An interesting side note:

The nai han chi kata that we know is but one of three forms in the nai han chi family. Kajukenboists perform a modified version of nai han chi shodan, which means nai han chi form number one. There is also a nidan and a sandan or a number two and number three. The nai han chi katas were very popular in the late 1800's and considered Okinawan in nature--although the form most likely originated in China and found its way to Okinawa through fisherman, land prospectors, etc.

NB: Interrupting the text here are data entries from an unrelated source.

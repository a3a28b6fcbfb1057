//! Host platform detection.
//!
//! Capabilities are probed once at startup and shared read-only across tasks,
//! so applicability checks never shell out during scheduling.

use std::fmt;
use std::path::Path;

use crate::exec::Executor;

/// Operating system family.
#[derive(Debug, Clone, Copy, PartialEq, Eq)]
pub enum Os {
    Linux,
    Windows,
}

impl fmt::Display for Os {
    fn fmt(&self, f: &mut fmt::Formatter<'_>) -> fmt::Result {
        match self {
            Self::Linux => write!(f, "linux"),
            Self::Windows => write!(f, "windows"),
        }
    }
}

/// Capabilities of the host the engine is converging.
#[derive(Debug, Clone)]
pub struct Platform {
    pub os: Os,
    /// Arch Linux (pacman present).
    pub is_arch: bool,
    /// systemd user units usable.
    pub has_systemd: bool,
    /// Windows registry usable.
    pub has_registry: bool,
}

impl Platform {
    /// Probe the current host.
    pub fn detect(exec: &dyn Executor) -> Self {
        if cfg!(windows) {
            Self {
                os: Os::Windows,
                is_arch: false,
                has_systemd: false,
                has_registry: true,
            }
        } else {
            Self {
                os: Os::Linux,
                is_arch: Path::new("/etc/arch-release").exists() || exec.which("pacman"),
                has_systemd: exec.which("systemctl"),
                has_registry: false,
            }
        }
    }

    /// Construct an explicit platform, for tests.
    #[must_use]
    pub const fn new(os: Os, is_arch: bool, has_systemd: bool, has_registry: bool) -> Self {
        Self {
            os,
            is_arch,
            has_systemd,
            has_registry,
        }
    }

    /// Whether a config category tag is inapplicable on this host.
    ///
    /// Categories named after a platform the host lacks are excluded before
    /// profile filtering runs.
    #[must_use]
    pub fn excludes_category(&self, category: &str) -> bool {
        match category {
            "windows" => self.os != Os::Windows,
            "linux" => self.os != Os::Linux,
            "arch" => !self.is_arch,
            _ => false,
        }
    }
}

#[cfg(test)]
mod tests {
    use super::*;

    fn linux_non_arch() -> Platform {
        Platform::new(Os::Linux, false, true, false)
    }

    #[test]
    fn os_display() {
        assert_eq!(Os::Linux.to_string(), "linux");
        assert_eq!(Os::Windows.to_string(), "windows");
    }

    #[test]
    fn linux_excludes_windows_categories() {
        let platform = linux_non_arch();
        assert!(platform.excludes_category("windows"));
        assert!(!platform.excludes_category("linux"));
    }

    #[test]
    fn non_arch_excludes_arch_category() {
        let platform = linux_non_arch();
        assert!(platform.excludes_category("arch"));
        let arch = Platform::new(Os::Linux, true, true, false);
        assert!(!arch.excludes_category("arch"));
    }

    #[test]
    fn unknown_categories_pass() {
        assert!(!linux_non_arch().excludes_category("shell"));
    }
}
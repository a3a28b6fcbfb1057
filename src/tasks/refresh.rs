//! Flag shared between [`super::sync::SyncRepository`] and
//! [`super::reload::ReloadConfig`].
//!
//! The two tasks are the only parties, so the flag is injected through
//! their constructors rather than carried on the [`super::Context`].

use std::sync::atomic::{AtomicBool, Ordering};
use std::sync::Arc;

/// Records whether the repository actually picked up new commits this run.
///
/// Cheaply clonable; all clones observe the same flag.
#[derive(Debug, Clone, Default)]
pub struct RefreshSignal {
    refreshed: Arc<AtomicBool>,
}

impl RefreshSignal {
    #[must_use]
    pub fn new() -> Self {
        Self::default()
    }

    /// Called by the sync task after a pull that fetched new commits.
    pub fn mark_refreshed(&self) {
        self.refreshed.store(true, Ordering::Release);
    }

    /// Whether [`mark_refreshed`](Self::mark_refreshed) fired.
    #[must_use]
    pub fn was_refreshed(&self) -> bool {
        self.refreshed.load(Ordering::Acquire)
    }
}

The nai han chi forms were considered a bit too hard to learn, especially for children, so in the early 1900's Master Anko Itosu took a form called Channin and broke it down into five seperate forms, creating five new katas called pinans. The five pinans became very popular and all but replaced the teaching of the nai han chi katas. By 1902, all school children in Japan were taught the new pinan katas and no longer practiced the old Okinawan nai han chi katas. Those pinans are the same katas taught today in all the Japanese and Okinawan styles.

It is said only the old-school Okinawan families continued to teach the nai han chi katas after the creation of the new five pinan katas. That proves very interesting since GGM Mitose taught the nai han chi kata to his students. Only someone influenced by or from the old Okinawan families would have done that. Kajukenbo incorporates both the nai han chi and the pinan katas into its curriculum.